La Thaïlande poursuit son processus de régularisation et de vérification de la nationalité de quelque deux millions de travailleurs migrants en provenance du Myanmar, de la République démocratique populaire lao et du Cambodge qui étaient entrés et travaillaient illégalement en Thaïlande, a par ailleurs indiqué M. Gongsakdi. Parallèlement, le pays promeut des canaux officiels de migration à des fins de travail par le biais de mémorandums d'accord bilatéraux avec les pays voisins. M. Gongsakdi a en outre souligné que la Loi de protection du travail protège tous les travailleurs indépendamment de leur statut dans le pays.

S'agissant des personnes déplacées et des requérants d'asile, M. Gongsakdi a indiqué que la Thaïlande allait entreprendre un réexamen de sa position au sujet de la Convention de 1951 sur le statut de réfugiés, conformément aux recommandations de l'Examen périodique universel qu'elle a acceptées. En attendant, le pays a répondu aux cas relatifs à des personnes ayant besoin de protection internationale conformément aux principes humanitaires et aux principes de droits de l'homme, a-t-il souligné.
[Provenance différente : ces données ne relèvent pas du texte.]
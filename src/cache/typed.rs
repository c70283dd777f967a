//! Typed cache wrapper around Moka.

use std::hash::Hash;
use std::sync::Arc;

use moka::sync::Cache;

use super::CacheConfig;

/// A typed cache with a clean API over Moka.
///
/// Thread-safe; cloning is cheap and shares the underlying cache.
/// Expiry is handled internally by Moka, so no foreground call ever
/// blocks on an eviction sweep.
pub struct TypedCache<K, V>
where
    K: Hash + Eq + Send + Sync + 'static,
    V: Clone + Send + Sync + 'static,
{
    inner: Arc<Cache<K, V>>,
    name: Arc<str>,
}

// Manual Clone so K and V don't need to be Clone themselves.
impl<K, V> Clone for TypedCache<K, V>
where
    K: Hash + Eq + Send + Sync + 'static,
    V: Clone + Send + Sync + 'static,
{
    fn clone(&self) -> Self {
        Self {
            inner: Arc::clone(&self.inner),
            name: Arc::clone(&self.name),
        }
    }
}

impl<K, V> TypedCache<K, V>
where
    K: Hash + Eq + Send + Sync + 'static,
    V: Clone + Send + Sync + 'static,
{
    /// Create a cache with the given name and config.
    pub fn new(name: impl Into<Arc<str>>, config: CacheConfig) -> Self {
        let mut builder = Cache::builder().max_capacity(config.max_capacity);

        if let Some(ttl) = config.ttl {
            builder = builder.time_to_live(ttl);
        }
        if let Some(tti) = config.tti {
            builder = builder.time_to_idle(tti);
        }

        Self {
            inner: Arc::new(builder.build()),
            name: name.into(),
        }
    }

    /// Name of this cache.
    pub fn name(&self) -> &str {
        &self.name
    }

    /// Insert a key-value pair.
    pub fn insert(&self, key: K, value: V) {
        self.inner.insert(key, value);
    }

    /// Get a value if present and not expired.
    pub fn get(&self, key: &K) -> Option<V> {
        self.inner.get(key)
    }

    /// Remove one key.
    pub fn invalidate(&self, key: &K) {
        self.inner.invalidate(key);
    }

    /// Remove all entries.
    pub fn invalidate_all(&self) {
        self.inner.invalidate_all();
    }

    /// Approximate number of cached entries.
    pub fn entry_count(&self) -> u64 {
        self.inner.run_pending_tasks();
        self.inner.entry_count()
    }
}

impl<K, V> std::fmt::Debug for TypedCache<K, V>
where
    K: Hash + Eq + Send + Sync + 'static,
    V: Clone + Send + Sync + 'static,
{
    fn fmt(&self, f: &mut std::fmt::Formatter<'_>) -> std::fmt::Result {
        f.debug_struct("TypedCache")
            .field("name", &self.name)
            .field("entry_count", &self.inner.entry_count())
            .finish()
    }
}

#[cfg(test)]
mod tests {
    use super::*;
    use std::time::Duration;

    #[test]
    fn test_insert_get_invalidate() {
        let cache: TypedCache<String, String> =
            TypedCache::new("test", CacheConfig::with_capacity(10));

        cache.insert("swordsman".into(), "melee tank".into());
        assert_eq!(cache.get(&"swordsman".to_string()), Some("melee tank".to_string()));

        cache.invalidate(&"swordsman".to_string());
        assert_eq!(cache.get(&"swordsman".to_string()), None);
    }

    #[test]
    fn test_ttl_expires_entries() {
        let cache: TypedCache<String, String> = TypedCache::new(
            "test_ttl",
            CacheConfig::context_cache(Duration::from_millis(50)),
        );

        cache.insert("key".into(), "value".into());
        assert!(cache.get(&"key".to_string()).is_some());

        std::thread::sleep(Duration::from_millis(80));
        assert!(cache.get(&"key".to_string()).is_none());
    }
}
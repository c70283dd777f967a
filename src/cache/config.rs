//! Cache configuration.

use std::time::Duration;

/// Configuration for a cache instance.
#[derive(Debug, Clone)]
pub struct CacheConfig {
    /// Maximum number of entries in the cache.
    pub max_capacity: u64,

    /// Time-to-live; entries are evicted this long after insertion.
    pub ttl: Option<Duration>,

    /// Time-to-idle; entries are evicted when unread for this long.
    pub tti: Option<Duration>,
}

impl Default for CacheConfig {
    fn default() -> Self {
        Self {
            max_capacity: 10_000,
            ttl: Some(Duration::from_secs(300)),
            tti: None,
        }
    }
}

impl CacheConfig {
    /// Create a config with the given max capacity.
    pub fn with_capacity(max_capacity: u64) -> Self {
        Self {
            max_capacity,
            ..Default::default()
        }
    }

    /// Set max capacity.
    #[must_use]
    pub fn max_capacity(mut self, max_capacity: u64) -> Self {
        self.max_capacity = max_capacity;
        self
    }

    /// Set time-to-live.
    #[must_use]
    pub fn ttl(mut self, duration: Duration) -> Self {
        self.ttl = Some(duration);
        self
    }

    /// Set time-to-idle.
    #[must_use]
    pub fn tti(mut self, duration: Duration) -> Self {
        self.tti = Some(duration);
        self
    }

    /// Config for assembled context strings: the source data changes
    /// rarely, so capacity stays small and TTL carries the eviction.
    pub fn context_cache(ttl: Duration) -> Self {
        Self {
            max_capacity: 2_000,
            ttl: Some(ttl),
            tti: None,
        }
    }
}
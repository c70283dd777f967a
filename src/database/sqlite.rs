//! Embedded SQLite wrapper.
//!
//! One connection guarded by a mutex; concurrent callers are
//! serialized by the engine's own locking, not application locks.
//! All statements run on the tokio blocking pool.

use std::path::{Path, PathBuf};
use std::sync::Arc;
use std::sync::atomic::{AtomicU64, Ordering};
use std::time::Duration;

use parking_lot::Mutex;
use rusqlite::Connection;
use tracing::{debug, info};

use crate::error::{KnowledgeError, Result};

const BUSY_TIMEOUT: Duration = Duration::from_secs(5);
const RETRY_BACKOFF: Duration = Duration::from_millis(50);

/// Handle to the single-file knowledge database.
///
/// Cloning is cheap and shares the same underlying connection.
#[derive(Clone)]
pub struct KnowledgeDb {
    conn: Arc<Mutex<Option<Connection>>>,
    path: PathBuf,
    queries: Arc<AtomicU64>,
}

impl KnowledgeDb {
    /// Open (or create) the database at `path` and ensure the schema
    /// exists. Idempotent.
    ///
    /// # Errors
    /// Returns `StoreUnavailable` if the file cannot be opened.
    pub async fn open(path: impl Into<PathBuf>) -> Result<Self> {
        let path = path.into();
        let conn = {
            let path = path.clone();
            run_blocking(move || -> Result<Connection> {
                if let Some(parent) = path.parent() {
                    if !parent.as_os_str().is_empty() {
                        std::fs::create_dir_all(parent).map_err(|e| {
                            KnowledgeError::StoreUnavailable(format!(
                                "create {}: {e}",
                                parent.display()
                            ))
                        })?;
                    }
                }
                let conn = Connection::open(&path)?;
                conn.busy_timeout(BUSY_TIMEOUT)?;
                init_schema(&conn)?;
                Ok(conn)
            })
            .await?
        };

        info!("Knowledge database opened at {}", path.display());

        Ok(Self {
            conn: Arc::new(Mutex::new(Some(conn))),
            path,
            queries: Arc::new(AtomicU64::new(0)),
        })
    }

    /// Path of the database file.
    pub fn path(&self) -> &Path {
        &self.path
    }

    /// Run a store operation on the blocking pool.
    ///
    /// Transient busy failures are retried once after a short backoff,
    /// then surfaced as `StoreUnavailable`.
    pub(crate) async fn call<T, F>(&self, f: F) -> Result<T>
    where
        F: Fn(&mut Connection) -> Result<T> + Send + 'static,
        T: Send + 'static,
    {
        self.queries.fetch_add(1, Ordering::Relaxed);
        let conn = Arc::clone(&self.conn);

        run_blocking(move || {
            let mut guard = conn.lock();
            let Some(conn) = guard.as_mut() else {
                return Err(KnowledgeError::StoreUnavailable(
                    "database connection is closed".into(),
                ));
            };
            match f(conn) {
                Err(e) if e.is_transient() => {
                    debug!("Store busy, retrying once: {e}");
                    std::thread::sleep(RETRY_BACKOFF);
                    f(conn)
                }
                other => other,
            }
        })
        .await
    }

    /// Number of store queries issued through this handle. Lets tests
    /// observe cache hits as "no new query".
    pub fn query_count(&self) -> u64 {
        self.queries.load(Ordering::Relaxed)
    }

    /// Drop the connection. Safe to call multiple times; subsequent
    /// operations fail with `StoreUnavailable`.
    pub async fn close(&self) {
        let conn = Arc::clone(&self.conn);
        let path = self.path.clone();
        let closed = run_blocking(move || Ok(conn.lock().take().is_some())).await;
        if matches!(closed, Ok(true)) {
            info!("Knowledge database closed at {}", path.display());
        }
    }
}

impl std::fmt::Debug for KnowledgeDb {
    fn fmt(&self, f: &mut std::fmt::Formatter<'_>) -> std::fmt::Result {
        f.debug_struct("KnowledgeDb")
            .field("path", &self.path)
            .field("queries", &self.query_count())
            .finish()
    }
}

async fn run_blocking<T, F>(f: F) -> Result<T>
where
    F: FnOnce() -> Result<T> + Send + 'static,
    T: Send + 'static,
{
    tokio::task::spawn_blocking(f)
        .await
        .map_err(|e| KnowledgeError::StoreUnavailable(format!("blocking task failed: {e}")))?
}

/// Entry table plus the derived FTS5 index. The payload is an opaque
/// JSON blob; only the scalar columns are indexed for filtering.
fn init_schema(conn: &Connection) -> Result<()> {
    conn.execute_batch(
        r#"
        PRAGMA journal_mode=WAL;
        CREATE TABLE IF NOT EXISTS knowledge_entries (
            id TEXT PRIMARY KEY,
            type TEXT NOT NULL,
            source TEXT NOT NULL,
            content_json TEXT NOT NULL,
            confidence REAL NOT NULL DEFAULT 1.0,
            created_at TEXT NOT NULL,
            updated_at TEXT NOT NULL,
            refs_json TEXT NOT NULL DEFAULT '[]',
            tags_json TEXT NOT NULL DEFAULT '[]',
            context_tags_json TEXT NOT NULL DEFAULT '[]'
        );
        CREATE INDEX IF NOT EXISTS idx_entries_type ON knowledge_entries(type);
        CREATE INDEX IF NOT EXISTS idx_entries_source ON knowledge_entries(source);
        CREATE INDEX IF NOT EXISTS idx_entries_confidence ON knowledge_entries(confidence);
        CREATE INDEX IF NOT EXISTS idx_entries_updated ON knowledge_entries(updated_at);
        CREATE VIRTUAL TABLE IF NOT EXISTS knowledge_fts USING fts5(entry_id UNINDEXED, body);
        "#,
    )?;
    Ok(())
}

#[cfg(test)]
mod tests {
    use super::*;

    async fn temp_db() -> (tempfile::TempDir, KnowledgeDb) {
        let dir = tempfile::tempdir().unwrap();
        let db = KnowledgeDb::open(dir.path().join("knowledge.db")).await.unwrap();
        (dir, db)
    }

    #[tokio::test]
    async fn test_open_is_idempotent() {
        let dir = tempfile::tempdir().unwrap();
        let path = dir.path().join("knowledge.db");

        let first = KnowledgeDb::open(&path).await.unwrap();
        first.close().await;

        // Reopening must not fail on the existing schema.
        let second = KnowledgeDb::open(&path).await.unwrap();
        let n: i64 = second
            .call(|conn| {
                Ok(conn.query_row("SELECT COUNT(*) FROM knowledge_entries", [], |r| r.get(0))?)
            })
            .await
            .unwrap();
        assert_eq!(n, 0);
    }

    #[tokio::test]
    async fn test_close_is_idempotent_and_fails_later_calls() {
        let (_dir, db) = temp_db().await;

        db.close().await;
        db.close().await;

        let result = db.call(|_conn| Ok(())).await;
        assert!(matches!(result, Err(KnowledgeError::StoreUnavailable(_))));
    }

    #[tokio::test]
    async fn test_query_count_increments_per_call() {
        let (_dir, db) = temp_db().await;
        let before = db.query_count();

        db.call(|conn| Ok(conn.query_row("SELECT 1", [], |r| r.get::<_, i64>(0))?))
            .await
            .unwrap();

        assert_eq!(db.query_count(), before + 1);
    }
}
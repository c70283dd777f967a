//! Cache registry - central management for named caches.

use std::any::{Any, TypeId};
use std::collections::HashMap;
use std::hash::Hash;
use std::sync::Arc;

use parking_lot::RwLock;
use tracing::debug;

use super::{CacheConfig, TypedCache};

/// Registry of typed caches, looked up by name.
///
/// Components create their caches here at construction, which keeps
/// every cache an explicit owned object with a discoverable name.
#[derive(Clone, Default)]
pub struct CacheRegistry {
    caches: Arc<RwLock<HashMap<String, CacheEntry>>>,
}

/// Type-erased registered cache.
struct CacheEntry {
    cache: Box<dyn Any + Send + Sync>,
    type_id: TypeId,
    type_name: &'static str,
}

impl CacheRegistry {
    /// Create an empty registry.
    pub fn new() -> Self {
        Self::default()
    }

    /// Get the cache registered under `name`, or create it.
    ///
    /// # Panics
    /// Panics if a cache with the same name exists with different
    /// key/value types — that is a wiring bug, not a runtime state.
    pub fn get_or_create<K, V>(&self, name: &str, config: CacheConfig) -> TypedCache<K, V>
    where
        K: Hash + Eq + Send + Sync + 'static,
        V: Clone + Send + Sync + 'static,
    {
        let expected = TypeId::of::<TypedCache<K, V>>();

        {
            let caches = self.caches.read();
            if let Some(entry) = caches.get(name) {
                if entry.type_id != expected {
                    panic!(
                        "Cache '{}' already exists with different types: expected {}, got {}",
                        name,
                        std::any::type_name::<TypedCache<K, V>>(),
                        entry.type_name
                    );
                }
                return entry
                    .cache
                    .downcast_ref::<TypedCache<K, V>>()
                    .expect("type id checked above")
                    .clone();
            }
        }

        let cache = TypedCache::new(name, config);
        debug!("Creating cache: {}", name);

        let mut caches = self.caches.write();
        caches.insert(
            name.to_string(),
            CacheEntry {
                cache: Box::new(cache.clone()),
                type_id: expected,
                type_name: std::any::type_name::<TypedCache<K, V>>(),
            },
        );

        cache
    }

    /// Whether a cache with the given name exists.
    pub fn contains(&self, name: &str) -> bool {
        self.caches.read().contains_key(name)
    }

    /// Names of all registered caches.
    pub fn cache_names(&self) -> Vec<String> {
        self.caches.read().keys().cloned().collect()
    }
}

impl std::fmt::Debug for CacheRegistry {
    fn fmt(&self, f: &mut std::fmt::Formatter<'_>) -> std::fmt::Result {
        let caches = self.caches.read();
        f.debug_struct("CacheRegistry")
            .field("cache_count", &caches.len())
            .field("cache_names", &caches.keys().collect::<Vec<_>>())
            .finish()
    }
}

#[cfg(test)]
mod tests {
    use super::*;

    #[test]
    fn test_get_or_create_returns_same_cache() {
        let registry = CacheRegistry::new();

        let first: TypedCache<String, String> =
            registry.get_or_create("context", CacheConfig::default());
        first.insert("key".into(), "value".into());

        let second: TypedCache<String, String> =
            registry.get_or_create("context", CacheConfig::default());
        assert_eq!(second.get(&"key".to_string()), Some("value".to_string()));
        assert!(registry.contains("context"));
    }
}
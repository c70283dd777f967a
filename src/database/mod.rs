//! Database module exports.

pub mod models;
mod repository;
mod sqlite;

pub use repository::{EntryRepository, KnowledgeStats};
pub use sqlite::KnowledgeDb;
//! Typed knowledge payloads.
//!
//! The payload is a closed union: one variant per entry type. The
//! store persists it as an opaque JSON blob and the variant is
//! re-selected from the entry's type column on read. Meta, timing and
//! general entries share the free-form [`General`] shape.

use std::collections::BTreeMap;

use serde::{Deserialize, Serialize};

use super::entry::KnowledgeType;

/// The two playable factions of War Legends.
#[derive(Debug, Clone, Copy, PartialEq, Eq, Serialize, Deserialize)]
#[serde(rename_all = "lowercase")]
pub enum Faction {
    Dark,
    Light,
}

impl Default for Faction {
    fn default() -> Self {
        Self::Light
    }
}

/// A combat unit.
#[derive(Debug, Clone, Default, Serialize, Deserialize)]
pub struct Unit {
    pub name: String,

    #[serde(default)]
    pub faction: Faction,

    /// infantry, cavalry, ranged, siege, ...
    pub category: String,

    /// Tech tier, starting at 1.
    pub tier: u32,

    /// Resource -> amount to train.
    #[serde(default)]
    pub cost: BTreeMap<String, i64>,

    /// Stat name -> value (attack, defense, speed, ...).
    #[serde(default)]
    pub stats: BTreeMap<String, f64>,

    /// Unit ids this unit is strong against.
    #[serde(default)]
    pub counters: Vec<String>,

    /// Unit ids this unit is weak against.
    #[serde(default)]
    pub countered_by: Vec<String>,

    /// Training time in seconds.
    #[serde(default)]
    pub build_time: u32,

    #[serde(default)]
    pub description: String,

    #[serde(default)]
    pub tags: Vec<String>,

    /// Community names for the same unit.
    #[serde(default)]
    pub aliases: Vec<String>,
}

/// A base building.
#[derive(Debug, Clone, Default, Serialize, Deserialize)]
pub struct Building {
    pub name: String,

    #[serde(default)]
    pub faction: Faction,

    /// economic, military, defensive, ...
    pub category: String,

    /// Highest upgrade level.
    pub max_level: u32,

    /// Level -> effect granted at that level.
    #[serde(default)]
    pub effects: BTreeMap<u32, String>,

    /// Level -> resource costs to reach it.
    #[serde(default)]
    pub upgrade_cost: BTreeMap<u32, BTreeMap<String, i64>>,

    #[serde(default)]
    pub description: String,

    #[serde(default)]
    pub tags: Vec<String>,

    #[serde(default)]
    pub aliases: Vec<String>,
}

/// One step of a build order.
#[derive(Debug, Clone, Default, Serialize, Deserialize)]
pub struct TimingWindow {
    /// Game time, e.g. "2:30" or "mid game".
    pub time: String,
    pub action: String,
}

/// A strategy or build order.
#[derive(Debug, Clone, Default, Serialize, Deserialize)]
pub struct Strategy {
    pub name: String,

    /// rush, boom, turtle, hybrid, ...
    pub category: String,

    /// beginner, intermediate, advanced.
    pub difficulty: String,

    /// Ordered timing steps.
    #[serde(default)]
    pub timing_windows: Vec<TimingWindow>,

    /// Unit id -> count in the target army.
    #[serde(default)]
    pub unit_composition: BTreeMap<String, u32>,

    /// Strategies that beat this one.
    #[serde(default)]
    pub counters: Vec<String>,

    /// Strategies this one beats.
    #[serde(default)]
    pub strong_against: Vec<String>,

    #[serde(default)]
    pub description: String,

    #[serde(default)]
    pub tips: Vec<String>,

    #[serde(default)]
    pub tags: Vec<String>,

    #[serde(default)]
    pub aliases: Vec<String>,
}

/// An explanation of a game mechanic.
#[derive(Debug, Clone, Default, Serialize, Deserialize)]
pub struct Mechanic {
    pub name: String,

    /// combat, economy, progression, ...
    pub category: String,

    pub description: String,

    /// Mathematical formula, when one exists.
    #[serde(default)]
    pub formula: Option<String>,

    #[serde(default)]
    pub examples: Vec<String>,

    #[serde(default)]
    pub tips: Vec<String>,

    #[serde(default)]
    pub tags: Vec<String>,

    #[serde(default)]
    pub aliases: Vec<String>,
}

/// A community player profile.
#[derive(Debug, Clone, Default, Serialize, Deserialize)]
pub struct Player {
    /// Main in-game nickname.
    pub handle: String,

    #[serde(default)]
    pub rating: Option<i32>,

    #[serde(default)]
    pub rank: Option<String>,

    #[serde(default)]
    pub clan: Option<String>,

    #[serde(default)]
    pub preferred_strategies: Vec<String>,

    /// Free-form observations ("plays rush", "good micro").
    #[serde(default)]
    pub play_style_notes: Vec<String>,

    /// Free-form stats that don't warrant a schema.
    #[serde(default)]
    pub stats: BTreeMap<String, serde_json::Value>,

    #[serde(default)]
    pub tags: Vec<String>,
}

/// Free-form knowledge that isn't a unit, building or strategy.
///
/// Also the payload for meta and timing entries.
#[derive(Debug, Clone, Default, Serialize, Deserialize)]
pub struct General {
    pub title: String,

    pub description: String,

    #[serde(default)]
    pub aliases: Vec<String>,

    #[serde(default)]
    pub tags: Vec<String>,

    /// Arbitrary extra details.
    #[serde(default)]
    pub details: BTreeMap<String, serde_json::Value>,
}

/// Closed union of every payload shape an entry can carry.
#[derive(Debug, Clone)]
pub enum KnowledgeContent {
    Unit(Unit),
    Building(Building),
    Strategy(Strategy),
    Mechanic(Mechanic),
    Player(Player),
    General(General),
}

impl KnowledgeContent {
    /// The entry type this payload naturally belongs to.
    pub fn kind(&self) -> KnowledgeType {
        match self {
            KnowledgeContent::Unit(_) => KnowledgeType::Unit,
            KnowledgeContent::Building(_) => KnowledgeType::Building,
            KnowledgeContent::Strategy(_) => KnowledgeType::Strategy,
            KnowledgeContent::Mechanic(_) => KnowledgeType::Mechanics,
            KnowledgeContent::Player(_) => KnowledgeType::Player,
            KnowledgeContent::General(_) => KnowledgeType::General,
        }
    }

    /// Whether this payload is valid for the given entry type.
    pub fn matches(&self, kind: KnowledgeType) -> bool {
        match self {
            // The free-form shape backs the three loose entry types.
            KnowledgeContent::General(_) => matches!(
                kind,
                KnowledgeType::General | KnowledgeType::Meta | KnowledgeType::Timing
            ),
            other => other.kind() == kind,
        }
    }

    /// Serialize the inner struct as an opaque JSON blob.
    pub(crate) fn to_json(&self) -> serde_json::Result<String> {
        match self {
            KnowledgeContent::Unit(v) => serde_json::to_string(v),
            KnowledgeContent::Building(v) => serde_json::to_string(v),
            KnowledgeContent::Strategy(v) => serde_json::to_string(v),
            KnowledgeContent::Mechanic(v) => serde_json::to_string(v),
            KnowledgeContent::Player(v) => serde_json::to_string(v),
            KnowledgeContent::General(v) => serde_json::to_string(v),
        }
    }

    /// Rebuild the payload from the stored type column and JSON blob.
    pub(crate) fn from_parts(kind: KnowledgeType, json: &str) -> serde_json::Result<Self> {
        Ok(match kind {
            KnowledgeType::Unit => KnowledgeContent::Unit(serde_json::from_str(json)?),
            KnowledgeType::Building => KnowledgeContent::Building(serde_json::from_str(json)?),
            KnowledgeType::Strategy => KnowledgeContent::Strategy(serde_json::from_str(json)?),
            KnowledgeType::Mechanics => KnowledgeContent::Mechanic(serde_json::from_str(json)?),
            KnowledgeType::Player => KnowledgeContent::Player(serde_json::from_str(json)?),
            KnowledgeType::Meta | KnowledgeType::Timing | KnowledgeType::General => {
                KnowledgeContent::General(serde_json::from_str(json)?)
            }
        })
    }

    /// Display name of the payload.
    pub fn name(&self) -> &str {
        match self {
            KnowledgeContent::Unit(v) => &v.name,
            KnowledgeContent::Building(v) => &v.name,
            KnowledgeContent::Strategy(v) => &v.name,
            KnowledgeContent::Mechanic(v) => &v.name,
            KnowledgeContent::Player(v) => &v.handle,
            KnowledgeContent::General(v) => &v.title,
        }
    }

    /// Tags declared inside the payload itself.
    pub fn tags(&self) -> &[String] {
        match self {
            KnowledgeContent::Unit(v) => &v.tags,
            KnowledgeContent::Building(v) => &v.tags,
            KnowledgeContent::Strategy(v) => &v.tags,
            KnowledgeContent::Mechanic(v) => &v.tags,
            KnowledgeContent::Player(v) => &v.tags,
            KnowledgeContent::General(v) => &v.tags,
        }
    }

    /// Natural-language fragments fed into the full-text index.
    pub(crate) fn searchable_parts(&self) -> Vec<&str> {
        let mut parts: Vec<&str> = Vec::new();
        match self {
            KnowledgeContent::Unit(v) => {
                parts.push(&v.name);
                parts.push(&v.category);
                parts.push(&v.description);
                parts.extend(v.aliases.iter().map(String::as_str));
            }
            KnowledgeContent::Building(v) => {
                parts.push(&v.name);
                parts.push(&v.category);
                parts.push(&v.description);
                parts.extend(v.aliases.iter().map(String::as_str));
            }
            KnowledgeContent::Strategy(v) => {
                parts.push(&v.name);
                parts.push(&v.category);
                parts.push(&v.description);
                parts.extend(v.tips.iter().map(String::as_str));
                parts.extend(v.aliases.iter().map(String::as_str));
            }
            KnowledgeContent::Mechanic(v) => {
                parts.push(&v.name);
                parts.push(&v.category);
                parts.push(&v.description);
                parts.extend(v.examples.iter().map(String::as_str));
                parts.extend(v.aliases.iter().map(String::as_str));
            }
            KnowledgeContent::Player(v) => {
                parts.push(&v.handle);
                parts.extend(v.preferred_strategies.iter().map(String::as_str));
                parts.extend(v.play_style_notes.iter().map(String::as_str));
            }
            KnowledgeContent::General(v) => {
                parts.push(&v.title);
                parts.push(&v.description);
                parts.extend(v.aliases.iter().map(String::as_str));
            }
        }
        parts.extend(self.tags().iter().map(String::as_str));
        parts
    }

    /// Shape validation applied before a payload reaches the store.
    pub(crate) fn validate(&self) -> std::result::Result<(), String> {
        match self {
            KnowledgeContent::Unit(v) => {
                if v.name.trim().is_empty() {
                    return Err("unit name must not be empty".into());
                }
                if v.tier < 1 {
                    return Err(format!("unit tier must be >= 1, got {}", v.tier));
                }
            }
            KnowledgeContent::Building(v) => {
                if v.name.trim().is_empty() {
                    return Err("building name must not be empty".into());
                }
                if v.max_level < 1 {
                    return Err(format!("building max_level must be >= 1, got {}", v.max_level));
                }
            }
            KnowledgeContent::Strategy(v) => {
                if v.name.trim().is_empty() {
                    return Err("strategy name must not be empty".into());
                }
            }
            KnowledgeContent::Mechanic(v) => {
                if v.name.trim().is_empty() {
                    return Err("mechanic name must not be empty".into());
                }
            }
            KnowledgeContent::Player(v) => {
                if v.handle.trim().is_empty() {
                    return Err("player handle must not be empty".into());
                }
            }
            KnowledgeContent::General(v) => {
                if v.title.trim().is_empty() {
                    return Err("general entry title must not be empty".into());
                }
            }
        }
        Ok(())
    }
}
M. Gongsakdi a d'autre part admis que des inégalités subsistent en termes de répartition des revenus, les groupes ethniques, les travailleurs migrants, les personnes déplacées et les requérants d'asile étant encore souvent marginalisés en raison de différents facteurs tels que leur statut dans le pays, les barrières linguistiques ou encore leur manque de connaissance de leurs droits. Certaines de ces personnes sont victimes de trafic et de traite, ce qui les place dans des situations encore plus vulnérables et dangereuses, a ajouté M. Gongsakdi, assurant que les autorités s'efforcent d'identifier et d'aider les victimes de traite, qu'elles soient thaïlandaises ou non.

Examen du rapport

Questions et observations de membres du Comité

M. HUANG YONG'AN, rapporteur du Comité pour l'examen du rapport de la Thaïlande, s'est félicité de la haute importance que le Gouvernement thaïlandais semble apporter à la présentation de son rapport devant le Comité. Malheureusement, ces dernières années, la société thaïlandaise ne semble pas aussi calme et pacifique qu'auparavant; de nombreux incidents se sont ajoutés à la catastrophe nationale qui a frappé Bangkok l'an dernier. Dans ce contexte, le rapporteur s'est réjoui que le Parlement thaïlandais soit en train de préparer un projet de loi sur la réconciliation.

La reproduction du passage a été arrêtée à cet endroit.